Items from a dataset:

* * *

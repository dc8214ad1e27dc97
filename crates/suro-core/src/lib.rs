#![deny(missing_docs)]

//! # suro-core: Foundational Types for the Result Pipeline
//!
//! This crate defines the types every other crate in the workspace depends
//! on. It has no internal crate dependencies: only `serde`, `serde_json`,
//! `thiserror`, `chrono`, and `uuid` from the external ecosystem.
//!
//! ## Design Principles
//!
//! 1. **Declarative output mappings.** An [`OutputMapping`] describes one
//!    client-facing artifact (a CSV table or a JSON document) in terms of
//!    [`MappingSource`]s, each binding a named array of the solver's solution
//!    to a row [`AxisSpec`], an optional column [`AxisSpec`] and an optional
//!    [`ValueSpec`]. The mapping is read-only once loaded.
//!
//! 2. **Single [`MappingKind`] enum.** One closed set of mapper kinds with
//!    exhaustive `match` at every dispatch site. The wire identifiers
//!    (`complex`, `complex-append`, `json-category`, `key-to-column`,
//!    `transformer`) live in exactly one place.
//!
//! 3. **[`ComplexKey`] for composite identity.** Rows and columns that are
//!    identified by several fields use an ordered, immutable tuple of strings.
//!    Equality and hashing are component-wise and order-sensitive.
//!
//! 4. **Newtype identifiers.** You cannot pass a [`ModelId`] where a
//!    [`RunId`] is expected.
//!
//! ## Crate Policy
//!
//! - No dependencies on other `suro-*` crates (this is the leaf of the DAG).
//! - No `unsafe` code.
//! - No `panic!()` or `.unwrap()` outside tests.

pub mod entity;
pub mod error;
pub mod identity;
pub mod key;
pub mod mapping;

// Re-export primary types at crate root for ergonomic imports.
pub use entity::{Attachment, Model, Run};
pub use error::{CoreResult, MappingError};
pub use identity::{ModelId, RunId};
pub use key::ComplexKey;
pub use mapping::{ArtifactFormat, AxisSpec, MappingKind, MappingSource, OutputMapping, ValueSpec};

* * *

■ **WHAT THE TASK ASKS**
Lines with "dependencies" in the records above: copy every one of them.

■ **OUTPUT BELOW**
//! on. It has no internal crate dependencies: only `serde`, `serde_json`,
//! - No dependencies on other `suro-*` crates (this is the leaf of the DAG).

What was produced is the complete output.